◆ The problem
Identify and pull out each line of the entries in which "CleanupGuard" occurs.

□ □ □ □ □ □ □

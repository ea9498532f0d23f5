// Hive Catalog Rust Library
// Copyright 2025 MinIO, Inc.
//
// Licensed under the Apache License, Version 2.0 (the "License");
// you may not use this file except in compliance with the License.
// You may obtain a copy of the License at
//
//     http://www.apache.org/licenses/LICENSE-2.0
//
// Unless required by applicable law or agreed to in writing, software
// distributed under the License is distributed on an "AS IS" BASIS,
// WITHOUT WARRANTIES OR CONDITIONS OF ANY KIND, either express or implied.
// See the License for the specific language governing permissions and
// limitations under the License.

//! Error types for catalog operations

use crate::catalog::types::{CatalogPartitionSpec, ObjectPath};
use crate::metastore::MetastoreError;
use thiserror::Error;

/// Errors raised while constructing catalog objects from user input.
#[derive(Clone, Debug, Error, PartialEq, Eq)]
pub enum ValidationErr {
    #[error("column name cannot be empty")]
    EmptyColumnName,

    #[error("duplicate column name '{0}'")]
    DuplicateColumn(String),

    #[error("partition key '{0}' is not a column of the table schema")]
    UnknownPartitionKey(String),

    #[error("partition keys {0:?} must be the trailing columns of the schema, in key order")]
    PartitionKeysNotTrailing(Vec<String>),

    #[error("property '{0}' is reserved")]
    ReservedProperty(&'static str),

    #[error("invalid object path '{0}': expected <database>.<object>")]
    InvalidObjectPath(String),

    #[error("invalid type '{input}': {reason}")]
    InvalidType { input: String, reason: String },

    #[error("{type_name} length {length} is out of range 1..={max}")]
    InvalidLength {
        type_name: &'static str,
        length: u32,
        max: u32,
    },
}

/// Errors returned by [`Catalog`](crate::catalog::Catalog) operations.
#[derive(Debug, Error)]
pub enum CatalogError {
    #[error("Database {database} already exists in Catalog {catalog}.")]
    DatabaseAlreadyExist { catalog: String, database: String },

    #[error("Database {database} does not exist in Catalog {catalog}.")]
    DatabaseNotExist { catalog: String, database: String },

    #[error("Database {database} in catalog {catalog} is not empty.")]
    DatabaseNotEmpty { catalog: String, database: String },

    #[error("Table (or view) {path} already exists in Catalog {catalog}.")]
    TableAlreadyExist { catalog: String, path: ObjectPath },

    #[error("Table (or view) {path} does not exist in Catalog {catalog}.")]
    TableNotExist { catalog: String, path: ObjectPath },

    #[error("Table {path} in catalog {catalog} is not partitioned.")]
    TableNotPartitioned { catalog: String, path: ObjectPath },

    #[error(
        "PartitionSpec {spec} does not match partition keys {partition_keys:?} of table {path} in catalog {catalog}."
    )]
    PartitionSpecInvalid {
        catalog: String,
        path: ObjectPath,
        partition_keys: Vec<String>,
        spec: CatalogPartitionSpec,
    },

    #[error("Partition {spec} of table {path} in catalog {catalog} already exists.")]
    PartitionAlreadyExists {
        catalog: String,
        path: ObjectPath,
        spec: CatalogPartitionSpec,
    },

    #[error("Partition {spec} of table {path} in catalog {catalog} does not exist.")]
    PartitionNotExist {
        catalog: String,
        path: ObjectPath,
        spec: CatalogPartitionSpec,
    },

    #[error("Function {path} already exists in Catalog {catalog}.")]
    FunctionAlreadyExist { catalog: String, path: ObjectPath },

    #[error("Function {path} does not exist in Catalog {catalog}.")]
    FunctionNotExist { catalog: String, path: ObjectPath },

    #[error("Column {column} does not exist in table {path} of catalog {catalog}.")]
    ColumnNotExist {
        catalog: String,
        path: ObjectPath,
        column: String,
    },

    #[error("{object} types don't match. Existing {object} is '{existing}' and new {object} is '{new}'.")]
    IncompatibleKind {
        object: &'static str,
        existing: &'static str,
        new: &'static str,
    },

    #[error("{0}")]
    Unsupported(String),

    #[error("Catalog {catalog} is not open")]
    NotOpen { catalog: String },

    #[error("configuration error: {0}")]
    Config(String),

    #[error("validation error: {0}")]
    Validation(#[from] ValidationErr),

    #[error("metastore error: {0}")]
    Metastore(#[from] MetastoreError),
}
// Hive Catalog Rust Library
// Copyright 2025 MinIO, Inc.
//
// Licensed under the Apache License, Version 2.0 (the "License");
// you may not use this file except in compliance with the License.
// You may obtain a copy of the License at
//
//     http://www.apache.org/licenses/LICENSE-2.0
//
// Unless required by applicable law or agreed to in writing, software
// distributed under the License is distributed on an "AS IS" BASIS,
// WITHOUT WARRANTIES OR CONDITIONS OF ANY KIND, either express or implied.
// See the License for the specific language governing permissions and
// limitations under the License.

use super::common::*;
use hive_catalog::catalog::types::CatalogBaseTable;
use hive_catalog::catalog::{Catalog, CatalogError};
use hive_catalog::conformance::{compare_base_tables, compare_views};
use hive_catalog::metastore::types::TableType;
use hive_catalog_common::test_context::TestContext;

#[hive_catalog_macros::test]
async fn create_view_conforms(ctx: TestContext, database_name: String) {
    let catalog = &ctx.catalog;
    let path = path1(&database_name);
    let view_path = path2(&database_name);
    create_table_helper(catalog, &path, create_table()).await;

    let view = create_view(&path);
    create_table_helper(catalog, &view_path, view.clone()).await;

    let stored = catalog.get_table(&view_path).await.unwrap();
    assert_conforms(compare_views(&view, stored.as_view().unwrap()));

    let record = catalog.get_hive_table(&view_path).await.unwrap();
    assert_eq!(record.table_type, TableType::VirtualView);
    assert_eq!(record.view_original_text.as_deref(), Some("select * from t1"));

    assert_eq!(catalog.list_tables(&database_name).await.unwrap(), vec![T1, T2]);
    assert_eq!(catalog.list_views(&database_name).await.unwrap(), vec![T2]);
}

#[hive_catalog_macros::test]
async fn create_view_already_exists(ctx: TestContext, database_name: String) {
    let catalog = &ctx.catalog;
    let path = path2(&database_name);
    create_table_helper(catalog, &path, create_view(&path1(&database_name))).await;

    match catalog
        .create_table(&path, create_another_view(&path).into(), false)
        .await
    {
        Ok(_) => panic!("View already exists, but was created again"),
        Err(CatalogError::TableAlreadyExist { .. }) => {}
        Err(e) => panic!("Unexpected error: {e:?}"),
    }
}

#[hive_catalog_macros::test]
async fn alter_view(ctx: TestContext, database_name: String) {
    let catalog = &ctx.catalog;
    let path = path1(&database_name);
    let view_path = path2(&database_name);
    create_table_helper(catalog, &view_path, create_view(&path)).await;

    let altered = create_another_view(&path3(&database_name));
    catalog
        .alter_table(&view_path, altered.clone().into(), false)
        .await
        .unwrap();

    let stored = catalog.get_table(&view_path).await.unwrap();
    assert_conforms(compare_base_tables(&altered.into(), &stored));
}

#[hive_catalog_macros::test]
async fn alter_view_into_table(ctx: TestContext, database_name: String) {
    let catalog = &ctx.catalog;
    let view_path = path2(&database_name);
    create_table_helper(catalog, &view_path, create_view(&path1(&database_name))).await;

    let table: CatalogBaseTable = create_table().into();
    match catalog.alter_table(&view_path, table, false).await {
        Ok(_) => panic!("View was altered into a table"),
        Err(CatalogError::IncompatibleKind { existing, new, .. }) => {
            assert_eq!(existing, "view");
            assert_eq!(new, "table");
        }
        Err(e) => panic!("Unexpected error: {e:?}"),
    }
}

#[hive_catalog_macros::test]
async fn drop_view(ctx: TestContext, database_name: String) {
    let catalog = &ctx.catalog;
    let view_path = path2(&database_name);
    create_table_helper(catalog, &view_path, create_view(&path1(&database_name))).await;

    catalog.drop_table(&view_path, false).await.unwrap();
    assert!(!catalog.table_exists(&view_path).await.unwrap());
    assert!(catalog.list_views(&database_name).await.unwrap().is_empty());
}
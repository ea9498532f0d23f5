// Hive Catalog Rust Library
// Copyright 2025 MinIO, Inc.
//
// Licensed under the Apache License, Version 2.0 (the "License");
// you may not use this file except in compliance with the License.
// You may obtain a copy of the License at
//
//     http://www.apache.org/licenses/LICENSE-2.0
//
// Unless required by applicable law or agreed to in writing, software
// distributed under the License is distributed on an "AS IS" BASIS,
// WITHOUT WARRANTIES OR CONDITIONS OF ANY KIND, either express or implied.
// See the License for the specific language governing permissions and
// limitations under the License.

use crate::cleanup_guard::CleanupGuard;
use crate::fixtures::TEST_CATALOG_NAME;
use crate::utils::rand_database_name;
use hive_catalog::catalog::Catalog;
use hive_catalog::catalog::hive::HiveCatalog;
use hive_catalog::catalog::types::CatalogDatabase;
use hive_catalog::config::HiveConf;
use hive_catalog::metastore::memory::InMemoryMetastore;
use std::sync::Arc;

/// Everything a test needs: a catalog over a fresh metastore of its own.
#[derive(Clone, Debug)]
pub struct TestContext {
    pub catalog: HiveCatalog,
    pub metastore: Arc<InMemoryMetastore>,
    pub conf: HiveConf,
}

impl TestContext {
    /// Builds a context from the `HIVE_*` environment variables. The catalog
    /// is not opened yet.
    pub fn new_from_env() -> Self {
        let _ = env_logger::builder().is_test(true).try_init();
        let conf = HiveConf::from_env().unwrap();
        Self::with_conf(conf)
    }

    pub fn with_conf(conf: HiveConf) -> Self {
        log::debug!(
            "test catalog {TEST_CATALOG_NAME}: warehouse={}, format={}",
            conf.warehouse_dir,
            conf.default_file_format
        );
        let metastore = Arc::new(InMemoryMetastore::new(conf.clone()));
        let catalog = HiveCatalog::builder()
            .name(TEST_CATALOG_NAME)
            .client(metastore.clone())
            .conf(conf.clone())
            .build();
        Self {
            catalog,
            metastore,
            conf,
        }
    }

    /// Creates a database with a random name together with a guard that
    /// drops it again.
    ///
    /// # Example
    /// ```ignore
    /// let (database, guard) = ctx.create_database_helper().await;
    /// // ...
    /// guard.cleanup().await;
    /// ```
    pub async fn create_database_helper(&self) -> (String, CleanupGuard) {
        let database = rand_database_name();
        self.catalog
            .create_database(&database, CatalogDatabase::default(), false)
            .await
            .unwrap();
        let guard = CleanupGuard::new(self.catalog.clone(), &database);
        (database, guard)
    }
}
#[test_log::test(tokio::test)]
async fn rollback_discards_and_fires_only_rollback_hooks() {
    let db = open_test_db().await;
    let fired = Arc::new(Mutex::new(Vec::new()));

    let tx = db.begin().await.unwrap();
    let mut row = TestRow {
        b: "discarded".into(),
        ..TestRow::default()
    };
    tx.insert("test", &mut row).await.unwrap();

    {
        let fired = Arc::clone(&fired);
        tx.after_commit(move || fired.lock().unwrap().push("commit"));
    }
    {
        let fired = Arc::clone(&fired);
        tx.after_rollback(move || fired.lock().unwrap().push("rollback"));
    }
    tx.rollback().await.unwrap();

    assert_eq!(*fired.lock().unwrap(), vec!["rollback"]);
    let count: i64 = db.query_scalar("SELECT count(*) FROM test", &args![]).await.unwrap();
    assert_eq!(count, 0);
}

#[test_log::test(tokio::test)]
async fn exec_tx_commits_on_ok() {
    let db = open_test_db().await;

    let key = db
        .exec_tx(
            |tx| {
                Box::pin(async move {
                    let mut row = TestRow {
                        b: "scoped".into(),
                        ..TestRow::default()
                    };
                    tx.insert("test", &mut row).await?;
                    Ok(row.a)
                })
            },
            TxOptions::default(),
        )
        .await
        .unwrap();

    assert!(key > 0);
    let count: i64 = db.query_scalar("SELECT count(*) FROM test", &args![]).await.unwrap();
    assert_eq!(count, 1);
}

#[test_log::test(tokio::test)]
async fn exec_tx_rolls_back_on_job_error_without_commit_hooks() {
    let db = open_test_db().await;
    let fired = Arc::new(Mutex::new(Vec::new()));

    let hook_probe = Arc::clone(&fired);
    let err = db
        .exec_tx::<(), _>(
            move |tx| {
                Box::pin(async move {
                    let mut row = TestRow {
                        b: "doomed".into(),
                        ..TestRow::default()
                    };
                    tx.insert("test", &mut row).await?;
                    let commits = Arc::clone(&hook_probe);
                    tx.after_commit(move || commits.lock().unwrap().push("commit"));
                    let rollbacks = Arc::clone(&hook_probe);
                    tx.after_rollback(move || rollbacks.lock().unwrap().push("rollback"));
                    Err(Error::NoRows)
                })
            },
            TxOptions::default(),
        )
        .await
        .unwrap_err();

    assert!(matches!(err, Error::NoRows));
    assert_eq!(*fired.lock().unwrap(), vec!["rollback"]);
    let count: i64 = db.query_scalar("SELECT count(*) FROM test", &args![]).await.unwrap();
    assert_eq!(count, 0);
}

#[test_log::test(tokio::test)]
async fn exec_tx_turns_panics_into_errors_and_rolls_back() {
    let db = open_test_db().await;

    let err = db
        .exec_tx::<(), _>(
            |tx| {
                Box::pin(async move {
                    let mut row = TestRow {
                        b: "panic".into(),
                        ..TestRow::default()
                    };
                    tx.insert("test", &mut row).await?;
                    panic!("boom");
                })
            },
            TxOptions::default(),
        )
        .await
        .unwrap_err();

    assert!(matches!(err, Error::JobPanic(message) if message.contains("boom")));
    let count: i64 = db.query_scalar("SELECT count(*) FROM test", &args![]).await.unwrap();
    assert_eq!(count, 0);
}

#[test_log::test(tokio::test(flavor = "multi_thread", worker_threads = 4))]
async fn concurrent_sqlite_writers_are_serialized() {
    let db = Arc::new(open_test_db().await);
    let in_flight = Arc::new(AtomicUsize::new(0));
    let mut tasks = Vec::new();

    for i in 0..5_i64 {
        let db = Arc::clone(&db);
        let in_flight = Arc::clone(&in_flight);
        tasks.push(tokio::spawn(async move {
            let tx = db.begin().await.expect("begin write transaction");

            // between a successful write-begin and its commit, no other
            // writer may be inside its transaction
            assert_eq!(in_flight.fetch_add(1, Ordering::SeqCst), 0);

            let mut row = TestRow {
                b: "concurrency".into(),
                c: format!("writer {i}"),
                ..TestRow::default()
            };
            tx.insert("test", &mut row).await.expect("insert in transaction");
            tokio::time::sleep(std::time::Duration::from_millis(20)).await;

            in_flight.fetch_sub(1, Ordering::SeqCst);
            tx.commit().await.expect("commit write transaction");
        }));
    }

    for task in tasks {
        task.await.expect("writer task");
    }

    let count: i64 = db.query_scalar("SELECT count(*) FROM test", &args![]).await.unwrap();
    assert_eq!(count, 5);
}

#[test_log::test(tokio::test)]
async fn shared_transaction_handle_serializes_operations() {
    let db = Arc::new(open_test_db().await);
    let tx = Arc::new(db.begin().await.unwrap());

    let mut tasks = Vec::new();
    for i in 0..10_i64 {
        let tx = Arc::clone(&tx);
        tasks.push(tokio::spawn(async move {
            tx.exec(
                "INSERT INTO test (b, c) VALUES (?, ?)",
                &args!["shared", format!("op {i}")],
            )
            .await
            .expect("insert through shared handle");
        }));
    }
    for task in tasks {
        task.await.expect("insert task");
    }

    let tx = Arc::into_inner(tx).expect("all tasks finished");
    tx.commit().await.unwrap();

    let count: i64 = db.query_scalar("SELECT count(*) FROM test", &args![]).await.unwrap();
    assert_eq!(count, 10);
}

□ □ □ □ □ □ □

◆ Reply to the exercise
use crate::cleanup_guard::CleanupGuard;
    pub async fn create_database_helper(&self) -> (String, CleanupGuard) {
        let guard = CleanupGuard::new(self.catalog.clone(), &database);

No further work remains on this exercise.